Sentenza Sentenza Cassazione Civile n. 16457 del 13/07/2010

Cassazione civile sez. trib., 13/07/2010, (ud. 27/05/2010, dep. 13/07/2010), n.16457

LA CORTE SUPREMA DI CASSAZIONE

SEZIONE TRIBUTARIA

Composta dagli Ill.mi Sigg.ri Magistrati:

Dott. CAPPABIANCA Aurelio – Presidente –

Dott. IACOBELLIS Marcello – rel. Consigliere –

Dott. DI BLASI Antonino – Consigliere –

Dott. VIRGILIO Biagio – Consigliere –

Dott. BISOGNI Giacinto – Consigliere –

ha pronunciato la seguente:

ordinanza

sul ricorso proposto da:

Agenzia delle Entrate, in persona del legale rapp.te pro tempore,

domiciliata in Roma, via dei Portoghesi n. 12, presso l’Avvocatura

Generale dello Stato che lo rappresenta e difende per legge;

– ricorrente –

contro

Q.L.;

– resistente –

per la cassazione della sentenza della Commissione Tributaria

Regionale dell’Emilia e Romagna n. 129/2007/08 depositata il

19/12/2007;

Udita la relazione della causa svolta nella Camera di consiglio del

giorno 27/5/2010 dal Consigliere Relatore Dott. Iacobellis Marcello;

viste le richieste del P.M., in persona dei Sostituto Procuratore

Generale, dott. SCARDACCIONE Eduardo Vittorio che ha concluso

aderendo alla relazione.

 

Fatto

SVOLGIMENTO DEL PROCESSO

La controversia promossa da Q.L. contro l’Agenzia delle Entrate e’ stata definita con la decisione in epigrafe, recante l’accoglimento dell’appello proposto dal contribuente contro la sentenza della CTP di Modena n. 206/4/2005 che aveva respinto il ricorso del contribuente avverso il diniego di rimborso dell’IRAP versata per gli anni 1998 – 2000. Il ricorso proposto dall’Agenzia si articola in tre motivi. Nessuna attivita’ e’ stata svolta dalla contribuente. Il relatore ha depositato relazione ex art. 380 bis c.p.c.. Il presidente ha fissato l’udienza del 27/5/2010 per l’adunanza della Corte in Camera di Consiglio. Il P.G. ha concluso aderendo alla relazione.

Diritto

MOTIVI DELLA DECISIONE

Con primo motivo, la ricorrente assume la violazione e falsa applicazione dell’art. 112 c.p.c. in relazione all’art. 360 c.p.c., n. 4. La CTR non avrebbe esaminato la eccezione dell’Ufficio secondo cui il contribuente aveva aderito al condono per l’anno 1999. La censura e’ fondata non essendosi pronunciata la CTR sulla suddetta eccezione, peraltro rilevante ai fini del giudizio alla luce dell’indirizzo secondo cui l’adesione del contribuente alle sanatorie fiscali previste dalla L. 27 dicembre 2002, n. 289, art. 9 e’ ostativa della prosecuzione del giudizio di rimborso per l’Irap che si assume indebitamente versata (Cass. civ. (Ord.), Sez. 5^, 05/02/2008, n. 2701).

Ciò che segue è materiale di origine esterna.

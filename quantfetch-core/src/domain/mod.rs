//! Domain types for historical daily data

pub mod bar;
pub mod range;
pub mod series;

pub use bar::DailyBar;
pub use range::{ymd, DateRange};
pub use series::TimeSeries;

Quanto sopra ha effetto assorbente sul secondo motivo di ricorso (violazione e falsa applicazione della L. n. 289 del 2002, artt. 7 e 9).

Con terzo motivo la ricorrente assume la insufficiente motivazione su un fatto controverso. La CTR non avrebbe adeguatamente motivato l’irrilevanza, ai fini “dell’autonoma organizzazione” degli elementi evidenziati dall’Ufficio quali beni strumentali per 49.097.000 nel 1998, consumi e compensi a terzi.

La censura e’ fondata avendo la CTR escluso la esistenza di un’autonoma organizzazione sul rilievo che i beni strumentali sono quelli minimi indispensabili per lo svolgimento della professione, al pari dell’attrezzatura strumentale e degli altri cespiti, senza ulteriore specificazione in ordine alle argomentazioni espresse dall’Agenzia delle Entrate. Consegue da quanto sopra la cassazione della sentenza impugnata ed il rinvio, anche per le spese di questo grado, ad altra sezione della CTR della Emilia e Romagna.

P.Q.M.

LA CORTE accoglie il primo e terzo motivo di ricorso, assorbito il secondo, cassa la sentenza impugnata e rinvia, anche per le spese di questo grado, ad altra sezione della CTR della Emilia e Romagna.

Cosi’ deciso in Roma, il 27 maggio 2010.